## Exercise instructions
For the entries below, work out how many lines contain the string "inside" and write only the number.

[Dataset entries]
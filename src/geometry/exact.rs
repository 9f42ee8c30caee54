//! Exact homogeneous points and determinant predicates.
//!
//! Steiner vertices produced by constraint recovery are intersections
//! of a segment and a triangle, i.e. rational functions of input
//! coordinates. They are carried here as homogeneous 4-tuples
//! `(X, Y, Z, W)` of [`Expansion`]s, which keeps every predicate exact:
//! an orientation over homogeneous points is the sign of a 4x4
//! determinant corrected by the signs of the `W` components, and the
//! insphere test is the sign of a 5x5 determinant whose rows are scaled
//! by `W_i^2` (an always-positive factor).
//!
//! Intersections of intersections stay in the same representation:
//! the homogeneous components are polynomials in input doubles no
//! matter how the operands were produced, so the algebra is closed.

#![forbid(unsafe_code)]

use super::expansion::Expansion;

/// A point with exact homogeneous coordinates `(x/w, y/w, z/w)`.
#[derive(Clone, Debug, Default)]
pub struct ExactPoint {
    pub x: Expansion,
    pub y: Expansion,
    pub z: Expansion,
    pub w: Expansion,
}

impl ExactPoint {
    /// Embed a plain double-precision point (`w = 1`).
    #[must_use]
    pub fn from_coords(x: f64, y: f64, z: f64) -> Self {
        Self {
            x: Expansion::from_f64(x),
            y: Expansion::from_f64(y),
            z: Expansion::from_f64(z),
            w: Expansion::from_f64(1.0),
        }
    }

    /// Component by axis index (0 = x, 1 = y, 2 = z).
    #[inline]
    #[must_use]
    pub fn axis(&self, axis: usize) -> &Expansion {
        match axis {
            0 => &self.x,
            1 => &self.y,
            _ => &self.z,
        }
    }

    #[inline]
    #[must_use]
    pub fn w_sign(&self) -> i32 {
        self.w.sign()
    }

    /// Closest double-precision realization of the point.
    #[must_use]
    pub fn approx(&self) -> [f64; 3] {
        let w = self.w.estimate();
        debug_assert!(w != 0.0, "homogeneous point with zero weight");
        [
            self.x.estimate() / w,
            self.y.estimate() / w,
            self.z.estimate() / w,
        ]
    }
}

// =============================================================================
// DETERMINANTS OVER EXPANSIONS
// =============================================================================

pub(crate) fn det2_e(m: &[[Expansion; 2]; 2]) -> Expansion {
    m[0][0].mul(&m[1][1]).sub(&m[0][1].mul(&m[1][0]))
}

pub(crate) fn det3_e(m: &[[Expansion; 3]; 3]) -> Expansion {
    let minor = |c: usize| -> Expansion {
        let cols: [usize; 2] = match c {
            0 => [1, 2],
            1 => [0, 2],
            _ => [0, 1],
        };
        det2_e(&[
            [m[1][cols[0]].clone(), m[1][cols[1]].clone()],
            [m[2][cols[0]].clone(), m[2][cols[1]].clone()],
        ])
    };
    let mut acc = m[0][0].mul(&minor(0));
    acc = acc.sub(&m[0][1].mul(&minor(1)));
    acc.add(&m[0][2].mul(&minor(2)))
}

fn det4_e(m: &[[Expansion; 4]; 4]) -> Expansion {
    let minor = |c: usize| -> Expansion {
        let cols: [usize; 3] = match c {
            0 => [1, 2, 3],
            1 => [0, 2, 3],
            2 => [0, 1, 3],
            _ => [0, 1, 2],
        };
        let row = |r: usize| -> [Expansion; 3] {
            [
                m[r][cols[0]].clone(),
                m[r][cols[1]].clone(),
                m[r][cols[2]].clone(),
            ]
        };
        det3_e(&[row(1), row(2), row(3)])
    };
    let mut acc = m[0][0].mul(&minor(0));
    acc = acc.sub(&m[0][1].mul(&minor(1)));
    acc = acc.add(&m[0][2].mul(&minor(2)));
    acc.sub(&m[0][3].mul(&minor(3)))
}

fn det5_e(m: &[[Expansion; 5]; 5]) -> Expansion {
    let minor = |c: usize| -> Expansion {
        let mut cols = [0usize; 4];
        let mut k = 0;
        for j in 0..5 {
            if j != c {
                cols[k] = j;
                k += 1;
            }
        }
        let row = |r: usize| -> [Expansion; 4] {
            [
                m[r][cols[0]].clone(),
                m[r][cols[1]].clone(),
                m[r][cols[2]].clone(),
                m[r][cols[3]].clone(),
            ]
        };
        det4_e(&[row(1), row(2), row(3), row(4)])
    };
    let mut acc = Expansion::zero();
    let mut sign = 1.0;
    for c in 0..5 {
        let term = m[0][c].mul(&minor(c)).scale(sign);
        acc = acc.add(&term);
        sign = -sign;
    }
    acc
}

// =============================================================================
// EXACT PREDICATES
// =============================================================================

/// Exact orientation of four homogeneous points.
///
/// Positive iff the affine tetrahedron `(p0, p1, p2, p3)` is positively
/// oriented, i.e. `det(p1-p0, p2-p0, p3-p0) > 0`.
#[must_use]
pub fn orient3d_exact(p: [&ExactPoint; 4]) -> i32 {
    let row = |q: &ExactPoint| -> [Expansion; 4] {
        [q.x.clone(), q.y.clone(), q.z.clone(), q.w.clone()]
    };
    let det = det4_e(&[row(p[0]), row(p[1]), row(p[2]), row(p[3])]);
    let mut s = -det.sign();
    for q in p {
        s *= q.w_sign();
    }
    s
}

/// Exact insphere test of a query point against the circumsphere of a
/// positively oriented tetrahedron.
///
/// Positive iff `p[4]` lies strictly inside the circumsphere of the
/// tetrahedron `(p[0], p[1], p[2], p[3])`, which must be positively
/// oriented; zero iff the five points are cospherical.
#[must_use]
pub fn insphere_exact(p: [&ExactPoint; 5]) -> i32 {
    let row = |q: &ExactPoint| -> [Expansion; 5] {
        let lift = q
            .x
            .mul(&q.x)
            .add(&q.y.mul(&q.y))
            .add(&q.z.mul(&q.z));
        [
            q.x.mul(&q.w),
            q.y.mul(&q.w),
            q.z.mul(&q.w),
            lift,
            q.w.mul(&q.w),
        ]
    };
    let det = det5_e(&[row(p[0]), row(p[1]), row(p[2]), row(p[3]), row(p[4])]);
    -det.sign()
}

/// Exact 2D orientation of three homogeneous points projected onto the
/// coordinate plane spanned by `axes`.
#[must_use]
pub fn orient2d_exact(p: [&ExactPoint; 3], axes: (usize, usize)) -> i32 {
    let row = |q: &ExactPoint| -> [Expansion; 3] {
        [q.axis(axes.0).clone(), q.axis(axes.1).clone(), q.w.clone()]
    };
    let det = det3_e(&[row(p[0]), row(p[1]), row(p[2])]);
    let mut s = det.sign();
    for q in p {
        s *= q.w_sign();
    }
    s
}

/// Exact 2D incircle test in the projection onto `axes`.
///
/// Positive iff `p[3]` lies strictly inside the circle through
/// `(p[0], p[1], p[2])`, provided that triangle is counterclockwise in
/// the projection; the caller flips the sign for clockwise triangles.
#[must_use]
pub fn incircle_exact(p: [&ExactPoint; 4], axes: (usize, usize)) -> i32 {
    let row = |q: &ExactPoint| -> [Expansion; 4] {
        let u = q.axis(axes.0);
        let v = q.axis(axes.1);
        [
            u.mul(&q.w),
            v.mul(&q.w),
            u.mul(u).add(&v.mul(v)),
            q.w.mul(&q.w),
        ]
    };
    let det = det4_e(&[row(p[0]), row(p[1]), row(p[2]), row(p[3])]);
    det.sign()
}

// =============================================================================
// INTERSECTION CONSTRUCTION
// =============================================================================

/// The plane through three homogeneous points, as coefficients
/// `(a, b, c, d)` of `a x + b y + c z + d w = 0`.
fn plane_through(t: [&ExactPoint; 3]) -> [Expansion; 4] {
    let m = |cols: [fn(&ExactPoint) -> &Expansion; 3]| -> Expansion {
        let row = |q: &ExactPoint| -> [Expansion; 3] {
            [cols[0](q).clone(), cols[1](q).clone(), cols[2](q).clone()]
        };
        det3_e(&[row(t[0]), row(t[1]), row(t[2])])
    };
    let a = m([|q| &q.y, |q| &q.z, |q| &q.w]);
    let b = m([|q| &q.x, |q| &q.z, |q| &q.w]).neg();
    let c = m([|q| &q.x, |q| &q.y, |q| &q.w]);
    let d = m([|q| &q.x, |q| &q.y, |q| &q.z]).neg();
    [a, b, c, d]
}

fn plane_dot(plane: &[Expansion; 4], q: &ExactPoint) -> Expansion {
    plane[0]
        .mul(&q.x)
        .add(&plane[1].mul(&q.y))
        .add(&plane[2].mul(&q.z))
        .add(&plane[3].mul(&q.w))
}

/// Exact intersection of the line through `s0, s1` with the plane of
/// the triangle `(t0, t1, t2)`.
///
/// Returns `None` when the line is parallel to (or contained in) the
/// plane, or when the triangle is degenerate. Callers that have already
/// classified the crossing as transversal can expect `Some`.
#[must_use]
pub fn segment_plane_intersection(
    s0: &ExactPoint,
    s1: &ExactPoint,
    tri: [&ExactPoint; 3],
) -> Option<ExactPoint> {
    let plane = plane_through(tri);
    let d0 = plane_dot(&plane, s0);
    let d1 = plane_dot(&plane, s1);
    // P = (L.s1) s0 - (L.s0) s1 spans the pencil point on the plane.
    let p = ExactPoint {
        x: d1.mul(&s0.x).sub(&d0.mul(&s1.x)),
        y: d1.mul(&s0.y).sub(&d0.mul(&s1.y)),
        z: d1.mul(&s0.z).sub(&d0.mul(&s1.z)),
        w: d1.mul(&s0.w).sub(&d0.mul(&s1.w)),
    };
    if p.w.is_zero() {
        return None;
    }
    Some(p)
}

## Task output
2